April is Autism Awareness Month, but what people on the spectrum seek is more than awareness, it’s acceptance. They are not their diagnosis.
Autism is talked about more now than ever before. Many students know at least one person in their life who is on the autism spectrum. Those people may even be sitting next to you in class.
In 2000, one in 150 people were diagnosed with Autism Spectrum Disorder. In 2014, the Center of Disease Control and Prevention (CDC) reported that one in 59 people were diagnosed. It has become a more common diagnosis.
The University of Connecticut offers services for those on the autism spectrum. The Center for Students with Disabilities (CSD) said that accommodations can be made for students on a case-by-case basis, through an application process.
“Depending on the nature and functional limitations of a student’s documented disability, they may be eligible for academic adjustments and/or auxiliary aids and services (referred to as accommodations),” Center For Students With Disabilities says on their website.
In most cases, it is difficult to know if someone is on the autism spectrum, as it is not a physical disorder. Autism also does not necessarily affect personality or learning ability, and when it does, there are techniques those people can utilize in their education, according to understood.org.
A diagnosis does not define a person because they do not want to be “the person with autism,” they just want to be a person. The stigma behind the autism spectrum is prevalent. Some people still treat people on the spectrum like they are aliens walking the earth. They may be different but these people are still people who want to be respected as well.
On March 25, 2000, Ethan Appleby, my brother, was born and diagnosed with autism.
My brother’s development was normal at first. One day, his development started reversing.
Though my parents never held him back from doing things we all enjoyed, there were times our family had to figure out how to handle unique situations because it’s harder for him to understand social cues and what is appropriate.
My boyfriend, Gianni Gardner, a student at Western Connecticut State University, was diagnosed with Asperger’s Syndrome, which is on the autism spectrum, as a young child. He has functioning relationships, both platonically and romantically, but has not always had an easy time with his peers.
While he does have occasional confusion with social cues, that is not his biggest concern. He is more concerned with how people will treat him when he shares his diagnosis.

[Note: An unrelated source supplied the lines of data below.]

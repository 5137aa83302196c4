//! Status-event channel between the session worker and its listeners.
//!
//! A single logical FIFO queue. Producers are the session worker and cancel
//! callers; consumers are the on-screen status indicator and the dispatcher,
//! which drains stale events before every new cycle so a fresh listener never
//! observes leftovers from a previous session.

use serde::{Deserialize, Serialize};

/// Kind of lifecycle notification.
#[derive(Debug, Clone, Copy, PartialEq, Eq, Serialize, Deserialize)]
#[serde(rename_all = "snake_case")]
pub enum StatusKind {
    Recording,
    Transcribing,
    Cancel,
    Idle,
    Error,
}

/// One lifecycle notification.
#[derive(Debug, Clone, PartialEq, Eq, Serialize, Deserialize)]
pub struct StatusEvent {
    pub kind: StatusKind,
    pub detail: String,
}

impl StatusEvent {
    pub fn new(kind: StatusKind, detail: impl Into<String>) -> Self {
        Self {
            kind,
            detail: detail.into(),
        }
    }
}

/// Unbounded FIFO event queue.
///
/// Cloning yields another handle to the same queue, so the worker thread and
/// the listeners can each hold one. Within a session, events are observed by
/// a single consumer in publish order.
#[derive(Debug, Clone)]
pub struct StatusChannel {
    tx: crossbeam_channel::Sender<StatusEvent>,
    rx: crossbeam_channel::Receiver<StatusEvent>,
}

impl Default for StatusChannel {
    fn default() -> Self {
        Self::new()
    }
}

impl StatusChannel {
    /// Create a new empty channel.
    pub fn new() -> Self {
        let (tx, rx) = crossbeam_channel::unbounded();
        Self { tx, rx }
    }

    /// Enqueue an event. Never blocks.
    pub fn publish(&self, event: StatusEvent) {
        // Send only fails when every receiver is gone, which cannot happen
        // while this channel half-owns one.
        let _ = self.tx.send(event);
    }

    /// Remove and return the oldest queued event, if any. Never blocks.
    pub fn try_poll(&self) -> Option<StatusEvent> {
        self.rx.try_recv().ok()
    }

    /// Empty the queue. Idempotent and non-blocking; returns the number of
    /// events discarded.
    pub fn drain(&self) -> usize {
        let mut discarded = 0;
        while self.rx.try_recv().is_ok() {
            discarded += 1;
        }
        discarded
    }
}
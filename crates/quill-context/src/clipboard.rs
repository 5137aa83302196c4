//! Clipboard access seam.
//!
//! The OS clipboard is an opaque primitive to this crate; the real
//! implementation lives with the other output primitives.

use std::sync::Mutex;

use quill_core::error::{QuillError, Result};

/// Read/write access to the system clipboard.
pub trait ClipboardAccess: Send + Sync {
    fn read(&self) -> Result<String>;
    fn write(&self, text: &str) -> Result<()>;
}

/// In-memory clipboard for tests and headless use.
#[derive(Debug, Default)]
pub struct MemoryClipboard {
    content: Mutex<String>,
}

impl MemoryClipboard {
    pub fn new(content: impl Into<String>) -> Self {
        Self {
            content: Mutex::new(content.into()),
        }
    }
}

impl ClipboardAccess for MemoryClipboard {
    fn read(&self) -> Result<String> {
        self.content
            .lock()
            .map(|c| c.clone())
            .map_err(|e| QuillError::Output(format!("Clipboard mutex poisoned: {}", e)))
    }

    fn write(&self, text: &str) -> Result<()> {
        let mut content = self
            .content
            .lock()
            .map_err(|e| QuillError::Output(format!("Clipboard mutex poisoned: {}", e)))?;
        *content = text.to_string();
        Ok(())
    }
}

#[cfg(test)]
mod tests {
    use super::*;

    #[test]
    fn test_memory_clipboard_roundtrip() {
        let clipboard = MemoryClipboard::new("initial");
        assert_eq!(clipboard.read().unwrap(), "initial");
        clipboard.write("replaced").unwrap();
        assert_eq!(clipboard.read().unwrap(), "replaced");
    }
}
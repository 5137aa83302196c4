//! Application context owned by the dispatcher.
//!
//! The mutable state the control panel operates on - selected completion
//! model, source-document list, retriever handle, key/value store - lives in
//! one explicit object instead of ambient globals, so concurrent triggers
//! share it through a single owner.

use std::sync::{Arc, Mutex};

use quill_core::error::{QuillError, Result};

use quill_context::retrieval::{Retriever, SourceDocument};
use quill_context::store::KeyValueStore;

/// Shared application state behind the dispatcher and the control panel.
pub struct AppContext {
    model: Mutex<String>,
    sources: Mutex<Vec<SourceDocument>>,
    retriever: Arc<dyn Retriever>,
    store: Arc<KeyValueStore>,
}

impl AppContext {
    pub fn new(
        model: impl Into<String>,
        retriever: Arc<dyn Retriever>,
        store: Arc<KeyValueStore>,
    ) -> Self {
        Self {
            model: Mutex::new(model.into()),
            sources: Mutex::new(Vec::new()),
            retriever,
            store,
        }
    }

    /// The currently selected completion model.
    pub fn model(&self) -> String {
        self.model.lock().map(|m| m.clone()).unwrap_or_default()
    }

    /// Snapshot of the registered source documents.
    pub fn sources(&self) -> Vec<SourceDocument> {
        self.sources.lock().map(|s| s.clone()).unwrap_or_default()
    }

    pub fn store(&self) -> &Arc<KeyValueStore> {
        &self.store
    }

    pub fn retriever(&self) -> &Arc<dyn Retriever> {
        &self.retriever
    }

    /// Add a source document (URL page or uploaded file) and rebuild the
    /// retrieval index wholesale.
    pub async fn add_source(&self, document: SourceDocument) -> Result<usize> {
        {
            let mut sources = self
                .sources
                .lock()
                .map_err(|e| QuillError::Retrieval(format!("Sources mutex poisoned: {}", e)))?;
            sources.push(document);
        }
        self.rebuild_index().await
    }

    /// Switch the completion model and rebuild the retrieval index, matching
    /// the control panel's model-selector behavior.
    pub async fn set_model(&self, name: &str) -> Result<usize> {
        {
            let mut model = self
                .model
                .lock()
                .map_err(|e| QuillError::Completion(format!("Model mutex poisoned: {}", e)))?;
            *model = name.to_string();
        }
        tracing::info!(model = %name, "Completion model switched");
        self.rebuild_index().await
    }

    async fn rebuild_index(&self) -> Result<usize> {
        // Snapshot before awaiting; the sources lock must not be held across
        // the index call.
        let snapshot = self.sources();
        self.retriever.index(&snapshot).await
    }
}

// =============================================================================
// Tests
// =============================================================================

People on the autistic spectrum don’t just want to be heard by you, they know you’re aware of their existence. These people also want you to realize that they are not as different as you might think and to consider getting to know them before making assumptions about their diagnosis.
People can be more respectful by asking questions about what being autistic means to them and how it affects their life. Asking questions instead of assuming things is a good way to make people on the autistic spectrum feel like you’re trying to understand a part of them without being demeaning. A person on the spectrum will appreciate when you treat them the same way you treat others rather than talking down to them.